Identify all lines in the data containing the string "wiremock". Copy them out.

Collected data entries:
┌────────

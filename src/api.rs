//! Cliente HTTP tipado para el contrato del backend del supervisor.
//!
//! Endpoints consumidos:
//!   - `POST   /api/ask-supervisor`
//!   - `GET    /api/knowledge`
//!   - `PATCH  /api/knowledge/{query}`
//!   - `DELETE /api/knowledge/{query}`
//!   - `DELETE /api/knowledge`
//!   - `POST   /api/upload-document` (multipart)
//!
//! Cualquier respuesta no-2xx es un fallo, sea cual sea su cuerpo.

use std::path::Path;

use reqwest::{multipart, Response, StatusCode};
use thiserror::Error;
use tracing::{error, info, warn};
use url::Url;

use crate::config::AppConfig;
use crate::models::{AskPayload, ErrorBody, KnowledgeRecord, SupervisorReply, UpdatePayload};

#[derive(Debug, Error)]
pub enum ApiError {
    #[error("no se pudo contactar con el backend: {0}")]
    Transport(#[from] reqwest::Error),
    #[error("el backend respondió {status}: {message}")]
    Status { status: StatusCode, message: String },
    #[error("respuesta del backend mal formada: {0}")]
    Decode(String),
    #[error("no se pudo leer el fichero: {0}")]
    Io(#[from] std::io::Error),
}

#[derive(Debug, Clone)]
pub struct BackendClient {
    client: reqwest::Client,
    base_url: Url,
}

impl BackendClient {
    pub fn from_config(cfg: &AppConfig) -> Self {
        let client = reqwest::Client::builder()
            .connect_timeout(cfg.connect_timeout)
            .build()
            .unwrap_or_else(|_| reqwest::Client::new());
        Self {
            client,
            base_url: cfg.api_base_url.clone(),
        }
    }

    /// Construye la URL de un endpoint a partir de segmentos. Cada segmento se
    /// codifica por separado, así una `query` con `/` o espacios no rompe la ruta.
    fn endpoint(&self, segments: &[&str]) -> Result<Url, ApiError> {
        let mut url = self.base_url.clone();
        {
            let mut path = url
                .path_segments_mut()
                .map_err(|_| ApiError::Decode(format!("URL base no jerárquica: {}", self.base_url)))?;
            path.pop_if_empty();
            path.extend(segments);
        }
        Ok(url)
    }

    pub async fn ask_supervisor(&self, task: &str) -> Result<SupervisorReply, ApiError> {
        let url = self.endpoint(&["api", "ask-supervisor"])?;
        info!("Enviando tarea al supervisor ({} caracteres)", task.chars().count());
        let resp = self.client.post(url).json(&AskPayload { task }).send().await?;
        let resp = ensure_success(resp).await?;
        decode_json(resp).await
    }

    /// Lista el conocimiento. Un elemento que no encaja en ninguna forma conocida
    /// se descarta con un aviso; sólo un cuerpo que no sea un array JSON es error.
    pub async fn list_knowledge(&self) -> Result<Vec<KnowledgeRecord>, ApiError> {
        let url = self.endpoint(&["api", "knowledge"])?;
        let resp = self.client.get(url).send().await?;
        let resp = ensure_success(resp).await?;
        let items: Vec<serde_json::Value> = decode_json(resp).await?;
        Ok(parse_records(items))
    }

    /// Reemplaza el contenido completo del documento identificado por `query`.
    pub async fn update_knowledge(&self, query: &str, content: &str) -> Result<(), ApiError> {
        let url = self.endpoint(&["api", "knowledge", query])?;
        let resp = self
            .client
            .patch(url)
            .json(&UpdatePayload { content })
            .send()
            .await?;
        ensure_success(resp).await?;
        Ok(())
    }

    pub async fn delete_knowledge(&self, query: &str) -> Result<(), ApiError> {
        let url = self.endpoint(&["api", "knowledge", query])?;
        let resp = self.client.delete(url).send().await?;
        ensure_success(resp).await?;
        Ok(())
    }

    pub async fn delete_all_knowledge(&self) -> Result<(), ApiError> {
        let url = self.endpoint(&["api", "knowledge"])?;
        let resp = self.client.delete(url).send().await?;
        ensure_success(resp).await?;
        Ok(())
    }

    /// Sube un fichero como multipart (campo `file`).
    pub async fn upload_document(&self, path: &Path) -> Result<(), ApiError> {
        let url = self.endpoint(&["api", "upload-document"])?;
        let bytes = tokio::fs::read(path).await?;
        let file_name = path
            .file_name()
            .map(|s| s.to_string_lossy().to_string())
            .unwrap_or_else(|| "document.txt".to_string());
        let mime = mime_guess::from_path(path).first_or_text_plain();

        let part = multipart::Part::bytes(bytes)
            .file_name(file_name)
            .mime_str(mime.essence_str())?;
        let form = multipart::Form::new().part("file", part);

        let resp = self.client.post(url).multipart(form).send().await?;
        ensure_success(resp).await?;
        Ok(())
    }
}

/// Convierte una respuesta no-2xx en `ApiError::Status`, usando el campo
/// `error` del cuerpo cuando existe.
async fn ensure_success(resp: Response) -> Result<Response, ApiError> {
    let status = resp.status();
    if status.is_success() {
        return Ok(resp);
    }

    let body = resp.text().await.unwrap_or_default();
    let message = serde_json::from_str::<ErrorBody>(&body)
        .ok()
        .and_then(|b| b.error)
        .filter(|m| !m.trim().is_empty())
        .unwrap_or_else(|| {
            status
                .canonical_reason()
                .unwrap_or("error desconocido")
                .to_string()
        });
    error!("Petición rechazada por el backend ({status}): {message}");
    Err(ApiError::Status { status, message })
}

fn parse_records(items: Vec<serde_json::Value>) -> Vec<KnowledgeRecord> {
    items
        .into_iter()
        .enumerate()
        .filter_map(|(position, item)| match serde_json::from_value(item) {
            Ok(record) => Some(record),
            Err(err) => {
                warn!("Registro de conocimiento {position} ignorado: {err}");
                None
            }
        })
        .collect()
}

async fn decode_json<T: serde::de::DeserializeOwned>(resp: Response) -> Result<T, ApiError> {
    let body = resp.text().await?;
    serde_json::from_str(&body).map_err(|e| ApiError::Decode(e.to_string()))
}

#[cfg(test)]
mod tests {
    use super::*;
    use crate::config::parse_base_url;
    use pretty_assertions::assert_eq;
    use std::time::Duration;
    use tokio_test::{assert_err, assert_ok};
    use wiremock::matchers::{body_json, body_string_contains, method, path};
    use wiremock::{Mock, MockServer, ResponseTemplate};

    fn client_for(uri: &str) -> BackendClient {
        BackendClient::from_config(&AppConfig {
            api_base_url: parse_base_url(uri).unwrap(),
            connect_timeout: Duration::from_secs(2),
        })
    }

    #[tokio::test]
    async fn ask_supervisor_posts_task_payload() {
        let server = MockServer::start().await;
        Mock::given(method("POST"))
            .and(path("/api/ask-supervisor"))
            .and(body_json(serde_json::json!({"task": "research: gatos"})))
            .respond_with(
                ResponseTemplate::new(200)
                    .set_body_json(serde_json::json!({"content": "ronronean", "source": "internet"})),
            )
            .expect(1)
            .mount(&server)
            .await;

        let reply = client_for(&server.uri()).ask_supervisor("research: gatos").await.unwrap();
        assert_eq!(reply.content.as_deref(), Some("ronronean"));
        assert_eq!(reply.source.as_deref(), Some("internet"));
    }

    #[tokio::test]
    async fn non_success_status_uses_error_field() {
        let server = MockServer::start().await;
        Mock::given(method("POST"))
            .and(path("/api/ask-supervisor"))
            .respond_with(
                ResponseTemplate::new(400).set_body_json(serde_json::json!({"error": "Missing 'task'"})),
            )
            .mount(&server)
            .await;

        let err = client_for(&server.uri()).ask_supervisor("x").await.unwrap_err();
        match err {
            ApiError::Status { status, message } => {
                assert_eq!(status, StatusCode::BAD_REQUEST);
                assert_eq!(message, "Missing 'task'");
            }
            other => panic!("unexpected error {other:?}"),
        }
    }

    #[tokio::test]
    async fn malformed_body_is_a_decode_error() {
        let server = MockServer::start().await;
        Mock::given(method("GET"))
            .and(path("/api/knowledge"))
            .respond_with(ResponseTemplate::new(200).set_body_string("<html>oops</html>"))
            .mount(&server)
            .await;

        let err = client_for(&server.uri()).list_knowledge().await.unwrap_err();
        assert!(matches!(err, ApiError::Decode(_)));
    }

    #[tokio::test]
    async fn unusable_records_are_skipped_not_fatal() {
        let server = MockServer::start().await;
        Mock::given(method("GET"))
            .and(path("/api/knowledge"))
            .respond_with(ResponseTemplate::new(200).set_body_json(serde_json::json!([
                {"query": "q1", "content": "x", "chunk_index": 0, "partition_id": "p1"},
                {"query": "q1", "content": "y", "chunk_index": 1, "partition_id": "p1"},
                {"query": "q2", "content": null},
                {"query": "q3"},
                42
            ])))
            .expect(1)
            .mount(&server)
            .await;

        let records = assert_ok!(client_for(&server.uri()).list_knowledge().await);
        assert_eq!(records.len(), 2);
    }

    #[tokio::test]
    async fn query_is_percent_encoded_as_one_segment() {
        let server = MockServer::start().await;
        Mock::given(method("PATCH"))
            .and(path("/api/knowledge/why%20cats%2Fpurr"))
            .and(body_json(serde_json::json!({"content": "nuevo"})))
            .respond_with(ResponseTemplate::new(200))
            .expect(1)
            .mount(&server)
            .await;
        Mock::given(method("DELETE"))
            .and(path("/api/knowledge/why%20cats%2Fpurr"))
            .respond_with(ResponseTemplate::new(204))
            .expect(1)
            .mount(&server)
            .await;

        let client = client_for(&server.uri());
        assert_ok!(client.update_knowledge("why cats/purr", "nuevo").await);
        assert_ok!(client.delete_knowledge("why cats/purr").await);
    }

    #[tokio::test]
    async fn base_path_prefix_is_preserved() {
        let server = MockServer::start().await;
        Mock::given(method("DELETE"))
            .and(path("/backend/api/knowledge"))
            .respond_with(ResponseTemplate::new(200))
            .expect(1)
            .mount(&server)
            .await;

        let client = client_for(&format!("{}/backend/", server.uri()));
        assert_ok!(client.delete_all_knowledge().await);
    }

    #[tokio::test]
    async fn upload_sends_multipart_file_field() {
        let server = MockServer::start().await;
        Mock::given(method("POST"))
            .and(path("/api/upload-document"))
            .and(body_string_contains("name=\"file\"; filename=\"notas.txt\""))
            .and(body_string_contains("contenido de prueba"))
            .respond_with(ResponseTemplate::new(200).set_body_json(serde_json::json!({"message": "ok"})))
            .expect(1)
            .mount(&server)
            .await;

        let dir = tempfile::tempdir().unwrap();
        let file = dir.path().join("notas.txt");
        std::fs::write(&file, "contenido de prueba").unwrap();

        assert_ok!(client_for(&server.uri()).upload_document(&file).await);
    }

    #[tokio::test]
    async fn unreachable_backend_is_a_transport_error() {
        // Puerto reservado sin servidor escuchando.
        let client = client_for("http://127.0.0.1:9");
        let err = assert_err!(client.list_knowledge().await);
        assert!(matches!(err, ApiError::Transport(_)));
    }
}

└────────

Response to this task:
    use wiremock::matchers::{body_json, body_string_contains, method, path};
    use wiremock::{Mock, MockServer, ResponseTemplate};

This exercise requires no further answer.